Charlie reached home as the sun was setting. Jennifer woke as he parked, and he helped her carry in the food and drink they had bought in France, and then settled on the sofa in their drawing room with a stiff scotch and the morning’s Daily Mail. It was part of their standard home-coming routine. He always drove to France, and she always took over on their return. The chandeliers could wait until morning. He felt exhausted, and almost too tired to eat. He was still chewing over his brush with HM Customs and Excise at Dover, for had a feeling that he might well have sailed very close to spending several years of his life as a guest of Her Majesty in an open prison. The Sprinter could go back in the morning, and he would draw a line under what he now judged to have been a rash adventure.
Dinner came cold. Neither of them spoke much as they ate from a table set out with pate, and a terrine, a couple of different kinds of ham, salad, and various cheeses, with a bottle of chilled rose between them. They were both immersed in their own thoughts – Charlie already counting down to leaving, Jennifer brooding on the perils that Charlie had insisted on courting. She had guessed all along that the van represented danger, right from the moment Charlie had talked to a stranger on the boat. Free offers never come free of strings. But Charlie was always Charlie, anything for an adventure. She also wondered whether she done the right thing by allowing him to buy her quite so many chandeliers. She was now burdened with an immense workload, not to mention a sizeable debt to the shop, and it would take some time to start chandeliers rolling off her production line. He would have to help clean them up, and do all the cooking and housework into the bargain. He would have to pull his weight.
She drained her glass. They were virtually at the end of the bottle, and she fancied some cheese. She eyed Charlie hopefully.
Charlie scowled. He had done his work for the day.
Jennifer got reluctantly to her feet. Opening bottles was work for a man. She took a second bottle from the refrigerator, and opened it, ostentatiously refilling her own glass. Charlie could help himself.
He rose to her bait on cue. ‘You’re not very grateful.’
Now it was Jennifer’s turn to scowl. ‘I didn’t nearly run foul of the Customs.’
‘You wanted me to fetch the chandeliers.’
Jennifer smiled grimly.
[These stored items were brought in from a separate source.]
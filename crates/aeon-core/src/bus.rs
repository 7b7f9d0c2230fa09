//! Event bus plumbing: subscriptions, deliveries and the mailbox transport.
//!
//! Publishing never waits for subscribers. Each publish resolves the
//! subscriber set, then hands one `Delivery` per subscriber to the
//! transport. The transport owns ordering: `MailboxTransport` keeps one FIFO
//! mailbox and one worker per subscriber, so everything a subscriber
//! receives from a given origin arrives in publish order.

use std::{
    collections::{BTreeSet, HashMap},
    sync::{
        atomic::{AtomicBool, AtomicUsize, Ordering},
        Arc, Mutex, PoisonError, Weak,
    },
};

use async_trait::async_trait;
use tokio::sync::{mpsc, Notify};
use tracing::{debug, trace};

use aeon_contracts::{
    agent::AgentAddress,
    error::{AeonError, AeonResult},
    event::EventEnvelope,
};

/// Redeliveries attempted after a handler's first failure.
pub const DEFAULT_MAX_REDELIVERIES: u32 = 3;

/// One envelope addressed to one subscriber.
#[derive(Debug, Clone)]
pub struct Delivery {
    pub subscriber: AgentAddress,
    pub envelope: EventEnvelope,
}

/// Whoever runs handlers for a delivery. Implemented by the runtime.
#[async_trait]
pub trait DeliverySink: Send + Sync {
    /// Run every matching handler for `delivery`, retrying failures.
    ///
    /// An error here means the delivery was abandoned; it has already been
    /// logged and is never reported to the publisher.
    async fn deliver(&self, delivery: &Delivery) -> AeonResult<()>;
}

/// Moves deliveries from publishers to subscribers.
#[async_trait]
pub trait BusTransport: Send + Sync {
    /// Queue `delivery`. Must not block on the subscriber.
    fn enqueue(&self, delivery: Delivery, sink: Weak<dyn DeliverySink>) -> AeonResult<()>;

    /// Refuse further deliveries. Already queued ones still run.
    fn close(&self);

    /// Wait until every queued delivery, including any published while
    /// draining, has been handled.
    async fn drain(&self);

    /// Drop per-subscriber resources of `subscriber`. Later deliveries to it
    /// must still work.
    fn release(&self, _subscriber: &AgentAddress) {}
}

/// Retry policy applied to every handler invocation.
#[derive(Debug, Clone, Copy, PartialEq, Eq)]
pub struct BusPolicy {
    pub max_redeliveries: u32,
}

impl Default for BusPolicy {
    fn default() -> Self {
        Self {
            max_redeliveries: DEFAULT_MAX_REDELIVERIES,
        }
    }
}

// ── Subscriptions ────────────────────────────────────────────────────────────

/// Who listens to whom.
///
/// A subscriber is listed at most once per origin; subscribing twice is a
/// no-op rather than a double delivery.
#[derive(Debug, Default)]
pub struct Subscriptions {
    by_origin: HashMap<AgentAddress, BTreeSet<AgentAddress>>,
    any_origin: BTreeSet<AgentAddress>,
}

impl Subscriptions {
    /// Returns false if `subscriber` already listened to `origin`.
    pub fn subscribe(&mut self, origin: AgentAddress, subscriber: AgentAddress) -> bool {
        self.by_origin.entry(origin).or_default().insert(subscriber)
    }

    /// Listen to every origin.
    pub fn subscribe_all(&mut self, subscriber: AgentAddress) -> bool {
        self.any_origin.insert(subscriber)
    }

    pub fn unsubscribe(&mut self, origin: &AgentAddress, subscriber: &AgentAddress) -> bool {
        let Some(subscribers) = self.by_origin.get_mut(origin) else {
            return false;
        };
        let removed = subscribers.remove(subscriber);
        if subscribers.is_empty() {
            self.by_origin.remove(origin);
        }
        removed
    }

    /// Every subscriber of `origin`, each listed once.
    pub fn matching(&self, origin: &AgentAddress) -> Vec<AgentAddress> {
        let mut matched: BTreeSet<&AgentAddress> = self.any_origin.iter().collect();
        if let Some(subscribers) = self.by_origin.get(origin) {
            matched.extend(subscribers.iter());
        }
        matched.into_iter().cloned().collect()
    }
}

// ── Mailbox transport ────────────────────────────────────────────────────────

struct Queued {
    delivery: Delivery,
    sink: Weak<dyn DeliverySink>,
}

#[derive(Default)]
struct InFlight {
    count: AtomicUsize,
    idle: Notify,
}

impl InFlight {
    fn start(&self) {
        self.count.fetch_add(1, Ordering::SeqCst);
    }

    fn finish(&self) {
        if self.count.fetch_sub(1, Ordering::SeqCst) == 1 {
            self.idle.notify_waiters();
        }
    }
}

struct Mailbox {
    sender: mpsc::UnboundedSender<Queued>,
    /// Deliveries queued or running in this mailbox.
    pending: Arc<AtomicUsize>,
}

/// In-process transport with one ordered mailbox per subscriber.
///
/// A slow or failing subscriber only delays its own mailbox. Releasing a
/// subscriber removes its mailbox only while that mailbox is empty, so a
/// subscriber never has two workers at once.
#[derive(Default)]
pub struct MailboxTransport {
    mailboxes: Mutex<HashMap<AgentAddress, Mailbox>>,
    in_flight: Arc<InFlight>,
    closed: AtomicBool,
}

impl MailboxTransport {
    pub fn new() -> Self {
        Self::default()
    }

    /// Deliveries queued or running right now.
    pub fn in_flight(&self) -> usize {
        self.in_flight.count.load(Ordering::SeqCst)
    }

    /// Mailboxes currently open.
    pub fn mailbox_count(&self) -> usize {
        self.lock_mailboxes().len()
    }

    fn lock_mailboxes(&self) -> std::sync::MutexGuard<'_, HashMap<AgentAddress, Mailbox>> {
        self.mailboxes.lock().unwrap_or_else(PoisonError::into_inner)
    }

    fn open_mailbox(&self, subscriber: &AgentAddress) -> Mailbox {
        let (tx, mut rx) = mpsc::unbounded_channel::<Queued>();
        let in_flight = Arc::clone(&self.in_flight);
        let pending = Arc::new(AtomicUsize::new(0));
        let worker_pending = Arc::clone(&pending);
        let owner = subscriber.clone();

        tokio::spawn(async move {
            while let Some(Queued { delivery, sink }) = rx.recv().await {
                match sink.upgrade() {
                    // Failures were already logged by the sink.
                    Some(sink) => {
                        let _ = sink.deliver(&delivery).await;
                    }
                    None => trace!(subscriber = %owner, "runtime gone, delivery dropped"),
                }
                worker_pending.fetch_sub(1, Ordering::SeqCst);
                in_flight.finish();
            }
            debug!(subscriber = %owner, "mailbox closed");
        });

        debug!(subscriber = %subscriber, "mailbox opened");
        Mailbox { sender: tx, pending }
    }
}

#[async_trait]
impl BusTransport for MailboxTransport {
    fn enqueue(&self, delivery: Delivery, sink: Weak<dyn DeliverySink>) -> AeonResult<()> {
        if self.closed.load(Ordering::SeqCst) {
            return Err(AeonError::Bus {
                reason: "transport is closed".to_string(),
            });
        }

        let mut mailboxes = self.lock_mailboxes();
        if !mailboxes
            .get(&delivery.subscriber)
            .is_some_and(|mailbox| !mailbox.sender.is_closed())
        {
            let mailbox = self.open_mailbox(&delivery.subscriber);
            mailboxes.insert(delivery.subscriber.clone(), mailbox);
        }
        let Some(mailbox) = mailboxes.get(&delivery.subscriber) else {
            return Err(AeonError::Bus {
                reason: format!("no mailbox for '{}'", delivery.subscriber),
            });
        };
        // Counted under the lock so `release` never sees an empty mailbox
        // that is about to receive.
        mailbox.pending.fetch_add(1, Ordering::SeqCst);
        let pending = Arc::clone(&mailbox.pending);
        let sender = mailbox.sender.clone();
        drop(mailboxes);

        let subscriber = delivery.subscriber.clone();
        self.in_flight.start();
        if sender.send(Queued { delivery, sink }).is_err() {
            pending.fetch_sub(1, Ordering::SeqCst);
            self.in_flight.finish();
            return Err(AeonError::Bus {
                reason: format!("mailbox of '{subscriber}' is gone"),
            });
        }
        Ok(())
    }

    fn close(&self) {
        self.closed.store(true, Ordering::SeqCst);
        // Dropping the senders lets each worker finish its backlog and exit.
        self.lock_mailboxes().clear();
    }

    async fn drain(&self) {
        loop {
            let notified = self.in_flight.idle.notified();
            tokio::pin!(notified);
            notified.as_mut().enable();
            if self.in_flight.count.load(Ordering::SeqCst) == 0 {
                return;
            }
            notified.await;
        }
    }

    fn release(&self, subscriber: &AgentAddress) {
        let mut mailboxes = self.lock_mailboxes();
        let idle = mailboxes
            .get(subscriber)
            .is_some_and(|mailbox| mailbox.pending.load(Ordering::SeqCst) == 0);
        if idle {
            // The worker sees the closed channel and exits.
            mailboxes.remove(subscriber);
            debug!(subscriber = %subscriber, "idle mailbox released");
        }
    }
}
She felt aggressive, because of the risks she had run, and the burden she faced. She shook her head firmly. ‘You wanted to fetch them. You were nosy to find out what that man was all about.’
‘You wanted me to buy the lot.’
‘They’re going to keep me busy for a hell of a long time.’
‘Meaning?’
‘You’re going to have to help me much more.’
Charlie stared at her, and thought for a moment of telling her what the future really held. But he bit his thoughts back. He was going, and she could sort herself out. He poured himself a fresh glass of rose, and for a moment, just a split second, was tempted to violence. But then he nodded submissively. They were playing a game, and shadowboxing, and he would box as expected, and play into her game until the very last possible moment, and then just walk away, and his leaving would be all the sweeter for its surprise.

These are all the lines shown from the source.